Ketamine has shown antidepressant effects in patients with major depressive disorder (MDD) resistant to first-line treatments and approved for use in this patient population. Ketamine induces several forms of synaptic plasticity, which are proposed to underlie its antidepressant effects. However, the molecular mechanism of action directly responsible for ketamine's antidepressant effects remains under active investigation. It was recently demonstrated that the effectors of the mammalian target of rapamycin complex 1 (mTORC1) signalling pathway, namely, eukaryotic initiation factor 4E (eIF4E) binding proteins 1 and 2 (4E-BP1 and 4E-BP2), are central in mediating ketamine-induced synaptic plasticity and behavioural antidepressant-like effect. 4E-BPs are a family of messenger ribonucleic acid (mRNA) translation repressors inactivated by mTORC1. We observed that their expression in inhibitory interneurons mediates ketamine's effects in the forced swim and novelty suppressed feeding tests and the long-lasting inhibition of GABAergic neurotransmission in the hippocampus. In addition, another effector pathway that regulates translation elongation downstream of mTORC1, the eukaryotic elongation factor 2 kinase (eEF2K), has been implicated in ketamine's behavioural effects.

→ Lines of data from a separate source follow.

//! Owner/admin capability checks and admin-set management.

use std::collections::BTreeSet;
use std::sync::RwLock;

use reclaim_types::AccountId;
use tracing::info;

use crate::error::AccessError;

/// Capability checks consumed by the ledger.
pub trait AccessGate: Send + Sync {
    /// Whether `caller` is the owner.
    fn is_owner(&self, caller: &AccountId) -> bool;

    /// Whether `caller` is in the explicit admin set.
    fn is_admin(&self, caller: &AccountId) -> bool;
}

/// Owner-or-admin check used for every privileged ledger operation.
///
/// The owner is privileged even when absent from the admin set.
pub fn is_privileged(gate: &dyn AccessGate, caller: &AccountId) -> bool {
    gate.is_owner(caller) || gate.is_admin(caller)
}

/// The owner identity plus a mutable admin set.
pub struct AdminRegistry {
    owner: AccountId,
    admins: RwLock<BTreeSet<AccountId>>,
}

impl AdminRegistry {
    pub fn new(owner: AccountId) -> Self {
        Self {
            owner,
            admins: RwLock::new(BTreeSet::new()),
        }
    }

    /// Create a registry with an initial admin set. Null identities are skipped.
    pub fn with_admins(owner: AccountId, admins: impl IntoIterator<Item = AccountId>) -> Self {
        let admins = admins.into_iter().filter(|a| !a.is_null()).collect();
        Self {
            owner,
            admins: RwLock::new(admins),
        }
    }

    pub fn owner(&self) -> &AccountId {
        &self.owner
    }

    /// The explicit admin set, sorted.
    pub fn admins(&self) -> Result<Vec<AccountId>, AccessError> {
        let admins = self.admins.read().map_err(|_| AccessError::Poisoned)?;
        Ok(admins.iter().cloned().collect())
    }

    /// Grant admin rights to `target`. Only the owner may do this.
    ///
    /// Granting to an existing admin is a no-op.
    pub fn add_admin(&self, caller: &AccountId, target: &AccountId) -> Result<(), AccessError> {
        if !self.is_owner(caller) {
            return Err(AccessError::Unauthorized(caller.to_string()));
        }
        if target.is_null() {
            return Err(AccessError::InvalidTarget);
        }
        let mut admins = self.admins.write().map_err(|_| AccessError::Poisoned)?;
        if admins.insert(target.clone()) {
            info!(admin = %target, "admin added");
        }
        Ok(())
    }

    /// Revoke admin rights from `target`. Only the owner may do this.
    pub fn remove_admin(&self, caller: &AccountId, target: &AccountId) -> Result<(), AccessError> {
        if !self.is_owner(caller) {
            return Err(AccessError::Unauthorized(caller.to_string()));
        }
        let mut admins = self.admins.write().map_err(|_| AccessError::Poisoned)?;
        if !admins.remove(target) {
            return Err(AccessError::NotAnAdmin(target.to_string()));
        }
        info!(admin = %target, "admin removed");
        Ok(())
    }
}

impl AccessGate for AdminRegistry {
    fn is_owner(&self, caller: &AccountId) -> bool {
        !caller.is_null() && *caller == self.owner
    }

    fn is_admin(&self, caller: &AccountId) -> bool {
        // A poisoned set fails closed.
        self.admins
            .read()
            .map(|admins| admins.contains(caller))
            .unwrap_or(false)
    }
}
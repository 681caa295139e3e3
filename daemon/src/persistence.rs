//! Loading and writing the ledger snapshot file.

use std::path::Path;
use std::sync::Arc;

use anyhow::Context;
use reclaim_access::AdminRegistry;
use reclaim_credit::CreditLedger;
use reclaim_ledger::{LedgerSnapshot, RewardLedger};
use reclaim_types::{AccountId, LedgerParams};
use tracing::info;

/// Restore the ledger from `path` if it exists, otherwise start empty.
///
/// The configured owner and admins only seed a fresh ledger; a restored
/// ledger keeps the access set recorded in its snapshot.
pub fn open_ledger(
    path: Option<&Path>,
    params: LedgerParams,
    owner: AccountId,
    admins: Vec<AccountId>,
    credit: Arc<dyn CreditLedger>,
) -> anyhow::Result<RewardLedger> {
    if let Some(path) = path.filter(|p| p.exists()) {
        let bytes =
            std::fs::read(path).with_context(|| format!("reading snapshot {}", path.display()))?;
        let snapshot = LedgerSnapshot::from_bytes(&bytes)?;
        if snapshot.owner != owner {
            tracing::warn!(
                configured = %owner,
                recorded = %snapshot.owner,
                "configured owner differs from snapshot, keeping snapshot owner"
            );
        }
        let ledger = RewardLedger::restore(snapshot, params, credit)
            .with_context(|| format!("restoring snapshot {}", path.display()))?;
        return Ok(ledger);
    }
    Ok(RewardLedger::new(
        params,
        AdminRegistry::with_admins(owner, admins),
        credit,
    )?)
}

/// Write the ledger snapshot to `path`, replacing any previous file.
pub fn save_snapshot(ledger: &RewardLedger, path: &Path) -> anyhow::Result<()> {
    let snapshot = ledger.snapshot()?;
    let bytes = snapshot.to_bytes()?;
    let tmp = path.with_extension("tmp");
    std::fs::write(&tmp, &bytes).with_context(|| format!("writing {}", tmp.display()))?;
    std::fs::rename(&tmp, path).with_context(|| format!("replacing {}", path.display()))?;
    info!(
        path = %path.display(),
        accounts = snapshot.account_count(),
        bytes = bytes.len(),
        "ledger snapshot written"
    );
    Ok(())
}
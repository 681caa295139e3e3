//! Nullable infrastructure for deterministic testing.
//!
//! External dependencies are abstracted behind traits. This crate provides
//! test-friendly implementations that:
//! - Return deterministic values
//! - Can be controlled programmatically (e.g. forced to fail)
//! - Record every call for later assertions
//!
//! Usage: swap real implementations for nullables in tests.

pub mod credit;

pub use credit::NullCreditLedger;
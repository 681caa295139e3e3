//! Fungible credit ledger used to pay out redemptions.
//!
//! The reward ledger only needs `transfer` and `balance_of`; anything that
//! can move fungible credit (an on-chain token, a payments service, the
//! in-process [`InMemoryCreditLedger`]) can sit behind [`CreditLedger`].

pub mod error;
pub mod ledger;
pub mod memory;

pub use error::TransferError;
pub use ledger::CreditLedger;
pub use memory::InMemoryCreditLedger;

We will discuss how ketamine's rapid antidepressant effect depends on the activation of neuronal mRNA translation through 4E-BP1/2 and eEF2K. Furthermore, given that these pathways also regulate cognitive functions, we will discuss the evidence of ketamine's effect on cognitive function in MDD. Overall, the data accrued from pre-clinical research have implicated the mRNA translation pathways in treating mood symptoms of MDD. However, it is yet unclear whether the pro-cognitive potential of subanesthetic ketamine in rodents also engages these pathways and whether such an effect is consistently observed in the treatment-resistant MDD population.